There is a "reporting participation" in the Settings that I am sure all the Linux users will leave ticked as to show how grateful are we of having a Linux version :-p
Cheers,
Albert.
2008/12/21 Albert Vilella avilella@gmail.com:
Word of caution, the player will complain that you have reached the download limit very soon, unless you go to Settings and define a bigger "Hard disk space allocated".
Mine started at 0GB!
I haven't found any glitches or problems so far, apart from the fact that one cannot download stuff that is older than a given date. I wanted to get the full collection of "Stephen Fry in America" but I can only download the latest one.

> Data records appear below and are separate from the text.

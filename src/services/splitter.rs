//! Text splitting with overlap for embedding.

use crate::error::ConfigError;
use crate::models::{Chunk, Document, IngestionConfig};

/// Splits document pages into overlapping chunks of bounded size.
///
/// Sizes are counted in characters. Each chunk ends on the strongest boundary found in the
/// second half of the window (paragraph, line, sentence, word) or at a hard cut, and the next
/// chunk starts `chunk_overlap` characters earlier, nudged forward to a word start when the
/// overlap would begin mid-word.
#[derive(Debug, Clone)]
pub struct ChunkSplitter {
    chunk_size: usize,
    chunk_overlap: usize,
}

/// A chunk's position within its page.
#[derive(Debug, Clone, PartialEq, Eq)]
struct Span {
    start: usize,
    overlap: usize,
    content: String,
}

impl ChunkSplitter {
    pub fn new(chunk_size: usize, chunk_overlap: usize) -> Result<Self, ConfigError> {
        if chunk_size == 0 {
            return Err(ConfigError::ValidationError(
                "chunk size must be greater than 0".to_string(),
            ));
        }
        if chunk_overlap >= chunk_size {
            return Err(ConfigError::ValidationError(format!(
                "chunk overlap ({chunk_overlap}) must be smaller than chunk size ({chunk_size})"
            )));
        }
        Ok(Self {
            chunk_size,
            chunk_overlap,
        })
    }

    pub fn from_config(config: &IngestionConfig) -> Result<Self, ConfigError> {
        Self::new(config.chunk_size, config.chunk_overlap)
    }

    pub fn chunk_size(&self) -> usize {
        self.chunk_size
    }

    pub fn chunk_overlap(&self) -> usize {
        self.chunk_overlap
    }

    /// Split every non-blank page of `document`, numbering chunks across the document.
    pub fn split(&self, document: &Document) -> Vec<Chunk> {
        let source = document.path.to_string_lossy().to_string();
        let mut chunks = Vec::new();

        for page in &document.pages {
            if page.text.trim().is_empty() {
                continue;
            }

            for span in self.split_text(&page.text) {
                let chunk_index = chunks.len() as u32;
                chunks.push(Chunk {
                    id: Chunk::generate_id(&document.id, chunk_index),
                    document_id: document.id.clone(),
                    source: source.clone(),
                    file_name: document.file_name.clone(),
                    page: page.index,
                    chunk_index,
                    start_offset: span.start,
                    overlap: span.overlap,
                    content: span.content,
                });
            }
        }

        chunks
    }

    fn split_text(&self, text: &str) -> Vec<Span> {
        let chars: Vec<char> = text.chars().collect();
        let total = chars.len();
        let mut spans = Vec::new();

        let mut start = 0;
        let mut overlap = 0;

        while start < total {
            if total - start <= self.chunk_size {
                spans.push(Span {
                    start,
                    overlap,
                    content: chars[start..].iter().collect(),
                });
                break;
            }

            let end = self.find_break_point(&chars, start);
            spans.push(Span {
                start,
                overlap,
                content: chars[start..end].iter().collect(),
            });

            let next = self.next_start(&chars, end);
            overlap = end - next;
            start = next;
        }

        spans
    }

    /// Pick the end of the chunk starting at `start`. Always in `(start + overlap, start + size]`.
    fn find_break_point(&self, chars: &[char], start: usize) -> usize {
        let target_end = start + self.chunk_size;
        let search_start = (target_end - self.chunk_size / 2).max(start + self.chunk_overlap + 1);

        // Priority: double newline > single newline > sentence end > whitespace
        let mut paragraph = None;
        let mut newline = None;
        let mut sentence = None;
        let mut space = None;

        // `pos` is a candidate end; chars[pos - 1] is the chunk's last character.
        for pos in search_start..=target_end {
            match chars[pos - 1] {
                '\n' => {
                    if pos - 1 > start && chars[pos - 2] == '\n' {
                        paragraph = Some(pos);
                    }
                    newline = Some(pos);
                }
                '.' | '!' | '?' => {
                    if chars.get(pos).is_some_and(|c| c.is_whitespace()) {
                        sentence = Some(pos);
                    }
                }
                c if c.is_whitespace() => space = Some(pos),
                _ => {}
            }
        }

        paragraph
            .or(newline)
            .or(sentence)
            .or(space)
            .unwrap_or(target_end)
    }

    /// Start of the chunk after one ending at `end`.
    fn next_start(&self, chars: &[char], end: usize) -> usize {
        let ideal = end - self.chunk_overlap;
        if ideal == 0 || chars[ideal - 1].is_whitespace() {
            return ideal;
        }
        // Mid-word: move to the next word start inside the overlap, if there is one.
        (ideal + 1..end)
            .find(|&p| chars[p - 1].is_whitespace())
            .unwrap_or(ideal)
    }
}

impl Default for ChunkSplitter {
    fn default() -> Self {
        Self {
            chunk_size: 1000,
            chunk_overlap: 200,
        }
    }
}

#[cfg(test)]
mod tests {
    use super::*;
    use proptest::prelude::*;

    fn doc(pages: &[&str]) -> Document {
        Document::from_page_texts("/manuals/furnace.pdf", pages.iter().copied())
    }

    fn reconstruct<'a>(chunks: impl IntoIterator<Item = &'a Chunk>) -> String {
        chunks.into_iter().map(Chunk::fresh_content).collect()
    }

    #[test]
    fn test_small_document_single_chunk() {
        let splitter = ChunkSplitter::default();
        let chunks = splitter.split(&doc(&["Turn off the breaker first."]));

        assert_eq!(chunks.len(), 1);
        assert_eq!(chunks[0].content, "Turn off the breaker first.");
        assert_eq!(chunks[0].chunk_index, 0);
        assert_eq!(chunks[0].overlap, 0);
        assert_eq!(chunks[0].file_name, "furnace.pdf");
    }

    #[test]
    fn test_empty_and_blank_pages_produce_nothing() {
        let splitter = ChunkSplitter::default();
        assert!(splitter.split(&doc(&[])).is_empty());
        assert!(splitter.split(&doc(&["", "   \n\n  "])).is_empty());
    }

    #[test]
    fn test_rejects_invalid_sizes() {
        assert!(ChunkSplitter::new(0, 0).is_err());
        assert!(ChunkSplitter::new(100, 100).is_err());
        assert!(ChunkSplitter::new(100, 150).is_err());
        assert!(ChunkSplitter::new(100, 99).is_ok());
    }

    #[test]
    fn test_hard_cut_overlap_is_exact() {
        let splitter = ChunkSplitter::new(10, 3).unwrap();
        let chunks = splitter.split(&doc(&["abcdefghijklmnopqrstuvwxyz"]));

        assert_eq!(chunks[0].content, "abcdefghij");
        assert_eq!(chunks[1].content, "hijklmnopq");
        assert_eq!(chunks[1].overlap, 3);
        assert_eq!(chunks.last().unwrap().content.chars().last(), Some('z'));
        assert_eq!(reconstruct(&chunks), "abcdefghijklmnopqrstuvwxyz");
    }

    #[test]
    fn test_prefers_paragraph_break() {
        let splitter = ChunkSplitter::new(40, 5).unwrap();
        let text = "Check the pilot light now.\n\nThen relight it. Wait a bit longer please.";
        let chunks = splitter.split(&doc(&[text]));

        assert!(chunks[0].content.ends_with("\n\n"));
        assert_eq!(reconstruct(&chunks), text);
    }

    #[test]
    fn test_prefers_sentence_over_word() {
        let splitter = ChunkSplitter::new(30, 4).unwrap();
        let text = "Drain the tank fully. Flush it with cold water until clear";
        let chunks = splitter.split(&doc(&[text]));

        assert_eq!(chunks[0].content, "Drain the tank fully.");
        assert_eq!(reconstruct(&chunks), text);
    }

    #[test]
    fn test_overlap_snaps_to_word_start() {
        let splitter = ChunkSplitter::new(20, 8).unwrap();
        let text = "replace the filter every three months";
        let chunks = splitter.split(&doc(&[text]));

        for chunk in &chunks[1..] {
            assert!(chunk.overlap <= 8);
            let first = chunk.content.chars().next().unwrap();
            assert!(!first.is_whitespace());
        }
        assert_eq!(reconstruct(&chunks), text);
    }

    #[test]
    fn test_chunks_numbered_across_pages() {
        let splitter = ChunkSplitter::new(20, 5).unwrap();
        let chunks = splitter.split(&doc(&[
            "Page one has some words in it.",
            "",
            "Page three also has words in it.",
        ]));

        for (i, chunk) in chunks.iter().enumerate() {
            assert_eq!(chunk.chunk_index, i as u32);
        }
        let first_of_page_three = chunks.iter().find(|c| c.page == 2).unwrap();
        assert_eq!(first_of_page_three.overlap, 0);
        assert_eq!(first_of_page_three.start_offset, 0);
        assert!(chunks.iter().all(|c| c.page != 1));
    }

    #[test]
    fn test_multibyte_text() {
        let splitter = ChunkSplitter::new(12, 4).unwrap();
        let text = "Température élevée, vérifiez le thermostat ✓ maintenant";
        let chunks = splitter.split(&doc(&[text]));

        for chunk in &chunks {
            assert!(chunk.content.chars().count() <= 12);
        }
        assert_eq!(reconstruct(&chunks), text);
    }

    #[test]
    fn test_deterministic() {
        let splitter = ChunkSplitter::new(50, 10).unwrap();
        let text = "Gutters. ".repeat(40);
        let d = doc(&[text.as_str()]);
        assert_eq!(splitter.split(&d), splitter.split(&d));
    }

    proptest! {
        #![proptest_config(ProptestConfig::with_cases(500))]

        #[test]
        fn chunks_reconstruct_document(
            pages in proptest::collection::vec("[a-zA-Z .!?\n]{0,600}", 0..4),
            chunk_size in 2usize..200,
            ratio in 0.0f64..0.95,
        ) {
            let overlap = ((chunk_size as f64) * ratio) as usize;
            let overlap = overlap.min(chunk_size - 1);
            let splitter = ChunkSplitter::new(chunk_size, overlap).unwrap();
            let d = Document::from_page_texts("/p.pdf", pages);
            let chunks = splitter.split(&d);

            for page in &d.pages {
                let on_page: Vec<&Chunk> = chunks.iter().filter(|c| c.page == page.index).collect();
                if page.text.trim().is_empty() {
                    prop_assert!(on_page.is_empty());
                } else {
                    prop_assert_eq!(reconstruct(on_page), page.text.clone());
                }
            }
        }

        #[test]
        fn chunks_bounded_and_non_empty(
            content in "\\PC{1,2000}",
            chunk_size in 1usize..300,
            ratio in 0.0f64..0.95,
        ) {
            let overlap = (((chunk_size as f64) * ratio) as usize).min(chunk_size - 1);
            let splitter = ChunkSplitter::new(chunk_size, overlap).unwrap();
            let chunks = splitter.split(&doc(&[content.as_str()]));

            for (i, chunk) in chunks.iter().enumerate() {
                prop_assert!(!chunk.content.is_empty());
                prop_assert!(chunk.content.chars().count() <= chunk_size);
                prop_assert!(chunk.overlap <= overlap);
                prop_assert_eq!(chunk.chunk_index, i as u32);
            }
        }

        #[test]
        fn overlap_exact_without_boundaries(
            content in "[a-z]{1,1500}",
            chunk_size in 2usize..200,
            ratio in 0.0f64..0.95,
        ) {
            let overlap = (((chunk_size as f64) * ratio) as usize).min(chunk_size - 1);
            let splitter = ChunkSplitter::new(chunk_size, overlap).unwrap();
            let chunks = splitter.split(&doc(&[content.as_str()]));

            for chunk in chunks.iter().skip(1) {
                prop_assert_eq!(chunk.overlap, overlap);
            }
        }
    }
}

That'll be because they usually only allow downloads for 7 days after original broadcast. The DRM then restricts you to watching it within 30 days, and only for 24 hours after you start watching it. This is to discourage viewers from hoarding shows.

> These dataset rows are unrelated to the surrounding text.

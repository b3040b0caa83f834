use anyhow::{Context, Result};
use clap::Subcommand;

use crate::cli::output::get_formatter;
use crate::models::{Config, OutputFormat};

#[derive(Debug, Subcommand)]
pub enum ConfigCommand {
    #[command(about = "Write a config file with default values")]
    Init {
        #[arg(long, short = 'f', help = "Force overwrite existing config")]
        force: bool,
    },
    #[command(about = "Show the effective configuration (secrets hidden)")]
    Show,
    #[command(about = "Show the configuration file path")]
    Path,
}

pub async fn handle_config(cmd: ConfigCommand, format: OutputFormat, _verbose: bool) -> Result<()> {
    match cmd {
        ConfigCommand::Init { force } => handle_init(force, format),
        ConfigCommand::Show => handle_show(format),
        ConfigCommand::Path => handle_path(),
    }
}

fn handle_init(force: bool, format: OutputFormat) -> Result<()> {
    let formatter = get_formatter(format);
    let config_path =
        Config::config_path().ok_or_else(|| anyhow::anyhow!("could not determine config directory"))?;

    if config_path.exists() && !force {
        anyhow::bail!(
            "Config already exists at: {}\nUse --force to overwrite.",
            config_path.display()
        );
    }

    let path = Config::default()
        .save()
        .context("failed to write config file")?;
    println!(
        "{}",
        formatter.format_message(&format!("Created config at: {}", path.display()))
    );
    Ok(())
}

fn handle_show(format: OutputFormat) -> Result<()> {
    let config = Config::load()?;

    if format == OutputFormat::Json {
        println!("{}", serde_json::to_string_pretty(&config)?);
        return Ok(());
    }

    if let Some(path) = Config::config_path().filter(|p| p.exists()) {
        println!("# Config file: {}", path.display());
    }
    print!("{}", toml::to_string_pretty(&config)?);

    let secret = |set: bool| if set { "set" } else { "not set" };
    println!();
    println!("# OPENAI_API_KEY: {}", secret(config.openai.api_key.is_some()));
    println!(
        "# QDRANT_API_KEY: {}",
        secret(config.vector_store.api_key.is_some())
    );
    Ok(())
}

fn handle_path() -> Result<()> {
    let path =
        Config::config_path().ok_or_else(|| anyhow::anyhow!("could not determine config directory"))?;
    let state = if path.exists() { "active" } else { "would be" };
    println!("Config file ({state}): {}", path.display());

    if let Ok(cwd) = std::env::current_dir() {
        let env_path = cwd.join(".env");
        let state = if env_path.exists() { "active" } else { "would be" };
        println!(".env file ({state}): {}", env_path.display());
    }
    Ok(())
}
pub mod cli;
pub mod error;
pub mod models;
pub mod services;
pub mod utils;

pub use cli::{Cli, Commands};
pub use error::IngestError;
pub use models::{Config, OutputFormat};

The interesting news from the BBC blog is that they are moving away from P2P to direct downloads because the cost to the BBC of bandwidth has fallen. They also cite the cost of P2P uploads to users.
Tim.
On 21-Dec-08 23:07:47, Tim Green wrote:
2008/12/21 Albert Vilella avilella@gmail.com:
Word of caution, the player will complain that you have reached the download limit very soon, unless you go to Settings and define a bigger "Hard disk space allocated".
Mine started at 0GB!
I haven't found any glitches or problems so far, apart from the fact that one cannot download stuff that is older than a given date. I wanted to get the full collection of "Stephen Fry in America" but I can only download the latest one.
That'll be because they usually only allow downloads for 7 days after original broadcast. The DRM then restricts you to watching it within 30 days, and only for 24 hours after you start watching it. This is to discourage viewers from hoarding shows.

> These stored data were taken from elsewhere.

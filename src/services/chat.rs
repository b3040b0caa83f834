//! Conversation state for one assistant category.

use std::sync::Arc;

use tracing::{debug, warn};

use super::provider::ChatProvider;
use crate::models::{Category, ChatConfig, ChatMessage, Role};

/// Words that make the assistant ask for a photo instead of answering.
const PEST_KEYWORDS: &[&str] = &["bug", "pest", "insect", "rodent", "creature"];

pub const IMAGE_REQUEST: &str = "To better assist you, could you please provide a picture of \
the bug or pest you're dealing with? This will help me identify the species and provide more \
specific advice for control and treatment.";

/// What a user turn produced.
#[derive(Debug, Clone, PartialEq, Eq)]
pub enum Turn {
    /// The assistant answered (possibly with an `Error: ...` text).
    Reply(String),
    /// The assistant asked for a photo before answering.
    ImageRequested(String),
    /// The session is full; nothing was recorded.
    LimitReached { max_messages: usize },
}

pub struct ChatSession {
    category: Category,
    provider: Arc<dyn ChatProvider>,
    messages: Vec<ChatMessage>,
    waiting_for_image: bool,
    max_messages: usize,
    max_history: usize,
}

fn mentions_pest(text: &str) -> bool {
    let lower = text.to_lowercase();
    PEST_KEYWORDS.iter().any(|word| lower.contains(word))
}

impl ChatSession {
    pub fn new(category: Category, provider: Arc<dyn ChatProvider>, config: &ChatConfig) -> Self {
        Self {
            category,
            provider,
            messages: Vec::new(),
            waiting_for_image: false,
            max_messages: config.max_messages,
            max_history: config.max_history.max(1),
        }
    }

    pub fn category(&self) -> Category {
        self.category
    }

    pub fn messages(&self) -> &[ChatMessage] {
        &self.messages
    }

    pub fn waiting_for_image(&self) -> bool {
        self.waiting_for_image
    }

    pub fn max_messages(&self) -> usize {
        self.max_messages
    }

    /// User turns taken so far.
    pub fn message_count(&self) -> usize {
        self.messages.iter().filter(|m| m.role == Role::User).count()
    }

    pub fn limit_reached(&self) -> bool {
        self.message_count() >= self.max_messages
    }

    /// Handle one user message.
    pub async fn send(&mut self, text: &str) -> Turn {
        if self.limit_reached() {
            return Turn::LimitReached {
                max_messages: self.max_messages,
            };
        }

        self.messages.push(ChatMessage::user(text));

        if mentions_pest(text) {
            debug!(category = self.category.slug(), "pest mentioned, requesting photo");
            self.waiting_for_image = true;
            self.messages.push(ChatMessage::assistant(IMAGE_REQUEST));
            return Turn::ImageRequested(IMAGE_REQUEST.to_string());
        }

        let start = self.messages.len().saturating_sub(self.max_history);
        let system_prompt = self.category.full_system_prompt();
        let reply = match self
            .provider
            .complete(&self.messages[start..], &system_prompt)
            .await
        {
            Ok(answer) => answer,
            Err(e) => {
                warn!(category = self.category.slug(), error = %e, "completion failed");
                format!("Error: {e}")
            }
        };

        self.messages.push(ChatMessage::assistant(&reply));
        Turn::Reply(reply)
    }

    /// Analyze a user photo and record the analysis as an assistant message.
    pub async fn submit_image(&mut self, image: &[u8], mime_type: &str) -> String {
        let analysis = match self
            .provider
            .analyze_image(image, mime_type, self.category.image_prompt())
            .await
        {
            Ok(text) => text,
            Err(e) => {
                warn!(category = self.category.slug(), error = %e, "image analysis failed");
                format!("Error analyzing image: {e}")
            }
        };

        self.waiting_for_image = false;
        self.messages.push(ChatMessage::assistant(&analysis));
        analysis
    }

    /// Start a new session in the same category.
    pub fn reset(&mut self) {
        self.messages.clear();
        self.waiting_for_image = false;
    }
}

Hmmm ... I wonder how they work round the possibility that you might clone copies into other directories, and then you could watch one copy, then another one more than 24 hours later, and then ... ?
Not to mention falsifying your system clock if you wanted to watch it more than 30 days later.
Or, maybe, do you have to be on-line to watch, so that the download can "call home" and check on what may have been happening to itself?
The interesting news from the BBC blog is that they are moving away from P2P to direct downloads because the cost to the BBC of bandwidth has fallen. They also cite the cost of P2P uploads to users.
Now that is interesting.
One question: I've yet to install the Download Manager on Linux, because the distributions the BBC says it's for are not what I am using (I'm on Debian Etch, not Ubuntu or Fedora or Suse).
Have people had sucess on other distributions, specifically plain Debian?
Ted.
Tim.
-------------------------------------------------------------------- E-Mail: (Ted Harding) Ted.Harding@manchester.ac.uk Fax-to-email: +44 (0)870 094 0861 Date: 22-Dec-08 Time: 00:07:22 ------------------------------ XFMail ------------------------------
On Sun, 2008-12-21 at 16:20 +0000, Albert Vilella wrote:
As you may all know by now, we finally have a BBC iPlayer for Linux!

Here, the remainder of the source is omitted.